-- DATASET ENTRIES follows --

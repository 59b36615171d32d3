use std::time::Duration;

use chrono::{DateTime, Utc};
use serde::de::DeserializeOwned;
use serde::{Deserialize, Serialize};

/// The materialized result of the first successful call for a key.
///
/// This is what gets stored as the response entry, so that duplicate calls can be offered the
/// original answer. The payload is stored as serialized JSON next to the name of the type it
/// was produced from.
#[derive(Clone, Debug, PartialEq, Eq, Deserialize, Serialize)]
pub struct CachedResponse {
    /// The Rust type name of the original result.
    pub type_name: String,
    /// The JSON-serialized original result.
    pub response: String,
    /// When the original call completed.
    #[serde(default)]
    pub created_at: Option<DateTime<Utc>>,
}

impl CachedResponse {
    /// Captures the result of a call.
    pub fn capture<T: Serialize>(value: &T) -> Result<Self, serde_json::Error> {
        Ok(Self {
            type_name: std::any::type_name::<T>().to_owned(),
            response: serde_json::to_string(value)?,
            created_at: Some(Utc::now()),
        })
    }

    /// Parses a response entry as read from the backend.
    pub fn from_json(raw: &str) -> Result<Self, serde_json::Error> {
        serde_json::from_str(raw)
    }

    /// Serializes this response into the representation written to the backend.
    pub fn to_json(&self) -> Result<String, serde_json::Error> {
        serde_json::to_string(self)
    }

    /// Returns the original result as a generic JSON document.
    pub fn payload(&self) -> Result<serde_json::Value, serde_json::Error> {
        serde_json::from_str(&self.response)
    }

    /// Deserializes the original result.
    pub fn value<T: DeserializeOwned>(&self) -> Result<T, serde_json::Error> {
        serde_json::from_str(&self.response)
    }

    /// Returns `true` if the original result was of type `T`.
    pub fn is<T>(&self) -> bool {
        self.type_name == std::any::type_name::<T>()
    }

    /// How long ago the original call completed.
    ///
    /// Entries written without a timestamp are treated as brand new.
    pub fn age(&self) -> Duration {
        self.created_at
            .and_then(|created_at| (Utc::now() - created_at).to_std().ok())
            .unwrap_or_default()
    }
}

#[cfg(test)]
mod tests {
    use std::collections::BTreeMap;

    use super::*;

    #[derive(Debug, PartialEq, Deserialize, Serialize)]
    struct Receipt {
        status: String,
        amount: u64,
    }

    #[test]
    fn test_backend_representation() {
        let response = CachedResponse {
            type_name: "u32".into(),
            response: "42".into(),
            created_at: None,
        };
        let json = response.to_json().unwrap();
        insta::assert_snapshot!(json, @r#"{"type_name":"u32","response":"42","created_at":null}"#);

        let parsed = CachedResponse::from_json(r#"{"type_name":"u32","response":"42"}"#).unwrap();
        assert_eq!(parsed, response);
        assert_eq!(parsed.age(), Duration::ZERO);
    }

    #[test]
    fn test_capture() {
        let receipt = Receipt {
            status: "ok".into(),
            amount: 1200,
        };
        let response = CachedResponse::capture(&receipt).unwrap();

        assert!(response.is::<Receipt>());
        assert!(!response.is::<String>());
        assert_eq!(response.response, r#"{"status":"ok","amount":1200}"#);
        assert_eq!(response.value::<Receipt>().unwrap(), receipt);
        assert!(response.created_at.is_some());
        assert!(response.age() < Duration::from_secs(5));
    }

    #[test]
    fn test_capture_unsupported_shape() {
        // JSON object keys have to be strings
        let mut map = BTreeMap::new();
        map.insert(vec![1u8], "one");
        assert!(CachedResponse::capture(&map).is_err());
    }
}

-- DATASET ENTRIES concluded --

ACTION ITEM:
Reproduce the data exactly, character for character.

WRITTEN RESPONSE:
repository 59b36615171d32d3
use std::time::Duration;

use chrono::{DateTime, Utc};
use serde::de::DeserializeOwned;
use serde::{Deserialize, Serialize};

/// The materialized result of the first successful call for a key.
///
/// This is what gets stored as the response entry, so that duplicate calls can be offered the
/// original answer. The payload is stored as serialized JSON next to the name of the type it
/// was produced from.
#[derive(Clone, Debug, PartialEq, Eq, Deserialize, Serialize)]
pub struct CachedResponse {
    /// The Rust type name of the original result.
    pub type_name: String,
    /// The JSON-serialized original result.
    pub response: String,
    /// When the original call completed.
    #[serde(default)]
    pub created_at: Option<DateTime<Utc>>,
}

impl CachedResponse {
    /// Captures the result of a call.
    pub fn capture<T: Serialize>(value: &T) -> Result<Self, serde_json::Error> {
        Ok(Self {
            type_name: std::any::type_name::<T>().to_owned(),
            response: serde_json::to_string(value)?,
            created_at: Some(Utc::now()),
        })
    }

    /// Parses a response entry as read from the backend.
    pub fn from_json(raw: &str) -> Result<Self, serde_json::Error> {
        serde_json::from_str(raw)
    }

    /// Serializes this response into the representation written to the backend.
    pub fn to_json(&self) -> Result<String, serde_json::Error> {
        serde_json::to_string(self)
    }

    /// Returns the original result as a generic JSON document.
    pub fn payload(&self) -> Result<serde_json::Value, serde_json::Error> {
        serde_json::from_str(&self.response)
    }

    /// Deserializes the original result.
    pub fn value<T: DeserializeOwned>(&self) -> Result<T, serde_json::Error> {
        serde_json::from_str(&self.response)
    }

    /// Returns `true` if the original result was of type `T`.
    pub fn is<T>(&self) -> bool {
        self.type_name == std::any::type_name::<T>()
    }

    /// How long ago the original call completed.
    ///
    /// Entries written without a timestamp are treated as brand new.
    pub fn age(&self) -> Duration {
        self.created_at
            .and_then(|created_at| (Utc::now() - created_at).to_std().ok())
            .unwrap_or_default()
    }
}

#[cfg(test)]
mod tests {
    use std::collections::BTreeMap;

    use super::*;

    #[derive(Debug, PartialEq, Deserialize, Serialize)]
    struct Receipt {
        status: String,
        amount: u64,
    }

    #[test]
    fn test_backend_representation() {
        let response = CachedResponse {
            type_name: "u32".into(),
            response: "42".into(),
            created_at: None,
        };
        let json = response.to_json().unwrap();
        insta::assert_snapshot!(json, @r#"{"type_name":"u32","response":"42","created_at":null}"#);

        let parsed = CachedResponse::from_json(r#"{"type_name":"u32","response":"42"}"#).unwrap();
        assert_eq!(parsed, response);
        assert_eq!(parsed.age(), Duration::ZERO);
    }

    #[test]
    fn test_capture() {
        let receipt = Receipt {
            status: "ok".into(),
            amount: 1200,
        };
        let response = CachedResponse::capture(&receipt).unwrap();

        assert!(response.is::<Receipt>());
        assert!(!response.is::<String>());
        assert_eq!(response.response, r#"{"status":"ok","amount":1200}"#);
        assert_eq!(response.value::<Receipt>().unwrap(), receipt);
        assert!(response.created_at.is_some());
        assert!(response.age() < Duration::from_secs(5));
    }

    #[test]
    fn test_capture_unsupported_shape() {
        // JSON object keys have to be strings
        let mut map = BTreeMap::new();
        map.insert(vec![1u8], "one");
        assert!(CachedResponse::capture(&map).is_err());
    }
}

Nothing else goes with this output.